Configure NetworkManager
Configure NetworkManager before attempting to use Calico Enterprise networking.
NetworkManager manipulates the routing table for interfaces in the default network namespace where Calico Enterprise veth pairs are anchored for connections to containers. This can interfere with the Calico Enterprise agent's ability to route correctly.
The procedure for configuring NetworkManager to ignore Calico Enterprise interfaces varies by Linux distribution. The following steps work best on Ubuntu systems.
-
Create the following configuration file at
/etc/NetworkManager/conf.d/calico.conf
.[keyfile]
unmanaged-devices=interface-name:cali*;interface-name:tunl*;interface-name:vxlan.calico;interface-name:vxlan-v6.calico;interface-name:wireguard.cali;interface-name:wg-v6.cali -
Restart NetworkManager.
sudo service network-manager stop
sudo service network-manager start -
Install Calico Enterprise.
-
Check the interfaces that NetworkManager ignores.
nmcli dev status
It should return output indicating that the
cali
andtunl
interfaces areunmanaged
.If this does not to prevent NetworkManager from interfering with Calico Enterprise networking, try disabling NetworkManager. If disabling NetworkManager does not stop it from interfering with Calico Enterprise networking, you may need to remove NetworkManager. This will require manual network configuration.
Errors when running sudo calicoctl
If you use sudo
for commands, remember that your environment variables are not transferred to the sudo
environment. You must run sudo
with the -E
flag to include your environment variables:
sudo -E calicoctl node diags
or you can set environment variables for sudo
commands like this:
sudo DATASTORE_TYPE=kubernetes KUBECONFIG=~/.kube/config calicoctl node run
Also be aware that connection information can be specified as a config file rather than using environment variables. See Installing calicoctl for details.
Error: cnx-node is not ready: BIRD is not ready: BGP not established with 10.0.0.1
In most cases, this "unready" status error in Kubernetes means that a particular peer is unreachable in the cluster. Check that BGP connectivity between the two peers is allowed in the environment.
This error can also occur if inactive Node resources are configured for node-to-node mesh. To fix this, decommission the stale nodes.
Linux conntrack table is out of space
A common problem on Linux systems is running out of space in the conntrack table, which can cause poor iptables performance. This can happen if you run a lot of workloads on a given host, or if your workloads create a lot of TCP connections or bidirectional UDP streams. To avoid this problem, we recommend increasing the conntrack table size using the following commands:
sysctl -w net.netfilter.nf_conntrack_max=1000000
echo "net.netfilter.nf_conntrack_max=1000000" >> /etc/sysctl.conf
Compliance report is not generating at expected time
By design, reports are scheduled to generate 30 minutes after the specified end time. The reason for this is to allow a certain amount of
time to pass for all the relevant data within the specified start and end time to be fully processed and stored. This delay can be modified
by setting the TIGERA_COMPLIANCE_JOB_START_DELAY
environment variable on the compliance-controller
deployment to the
desired Golang duration.
GlobalAlert reports error "Trying to create too many buckets"

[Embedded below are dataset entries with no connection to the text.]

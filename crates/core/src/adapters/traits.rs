// SPDX-License-Identifier: BUSL-1.1
// Copyright (c) 2026 Alfred Jean LLC

//! Adapter trait definitions for external integrations

use crate::address::{Address, TxHash};
use crate::entry::Entry;
use crate::subscription::{EntrySink, SubscriptionHandle};
use async_trait::async_trait;
use thiserror::Error;

// =============================================================================
// Wallet Provider
// =============================================================================

/// Errors from the host wallet
#[derive(Debug, Clone, PartialEq, Eq, Error)]
pub enum WalletError {
    #[error("no wallet available: {0}")]
    Unavailable(String),
    #[error("request rejected by user")]
    UserRejected,
    #[error("wallet provider error: {0}")]
    Provider(String),
}

/// Host-provided wallet that owns the signing accounts
#[async_trait]
pub trait WalletProvider: Clone + Send + Sync + 'static {
    /// Ask the user for account access (may prompt)
    async fn request_accounts(&self) -> Result<Vec<Address>, WalletError>;

    /// Accounts already authorized for this application (never prompts)
    async fn authorized_accounts(&self) -> Result<Vec<Address>, WalletError>;
}

// =============================================================================
// Chain Client
// =============================================================================

/// Errors from ledger operations
#[derive(Debug, Clone, PartialEq, Eq, Error)]
pub enum ChainError {
    #[error("network error: {0}")]
    Network(String),
    #[error("signature request rejected by user")]
    UserRejected,
    #[error("submission rejected: {0}")]
    SubmissionRejected(String),
    #[error("malformed ledger data: {0}")]
    Decode(String),
}

/// Handle to a transaction accepted into the pending pool
#[derive(Debug, Clone, Copy, PartialEq, Eq, Hash)]
pub struct PendingHandle {
    pub hash: TxHash,
}

/// Terminal outcome of a pending transaction
#[derive(Debug, Clone, PartialEq, Eq)]
pub enum Confirmation {
    Mined { block: Option<u64> },
    /// The reason is passed through to the caller uninterpreted
    Failed { reason: String },
}

/// Typed façade over the ledger contract
#[async_trait]
pub trait ChainClient: Clone + Send + Sync + 'static {
    /// Read every entry in ledger order. All or nothing.
    async fn fetch_all(&self) -> Result<Vec<Entry>, ChainError>;

    /// Read the ledger's total-appended counter
    async fn fetch_total_count(&self) -> Result<u64, ChainError>;

    /// Submit an append signed by `signer`; returns once it is in the pending pool
    async fn send_append(
        &self,
        signer: &Address,
        what: &str,
        place: &str,
        why: &str,
    ) -> Result<PendingHandle, ChainError>;

    /// Wait for the terminal outcome of a pending append
    async fn await_confirmation(&self, handle: &PendingHandle) -> Result<Confirmation, ChainError>;

    /// Deliver newly appended entries into `sink` until unsubscribed
    async fn subscribe(&self, sink: EntrySink) -> Result<SubscriptionHandle, ChainError>;

    /// Release a subscription
    fn unsubscribe(&self, handle: SubscriptionHandle) {
        handle.unsubscribe();
    }
}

"Trying to create too many buckets. Must be less than or equal to: [10000] but was [10001]. This limit can be set by changing the [search.max_buckets] cluster level setting."
The GlobalAlert system has a hard limit of 10000 aggregation keys per query, and will fail to generate alerts if nested aggregations result in the number of keys exceeding this limit. The “healthy“ status of the GlobalAlert will be set to false until the number of aggregation keys returned by the query no longer exceeds this limit.
Careful selection of queries and aggregateBy
keys will mitigate this issue.
GlobalAlerts should consider the size of the keyspace used in the
aggregateBy
field and order from least expansive to most. For example:
Namespace should precede pod name. Avoid aggregating by source or destination
port unless the query selects specific ports. Ephemeral ports used by clients
number in the tens of thousands and a single host can trigger this condition.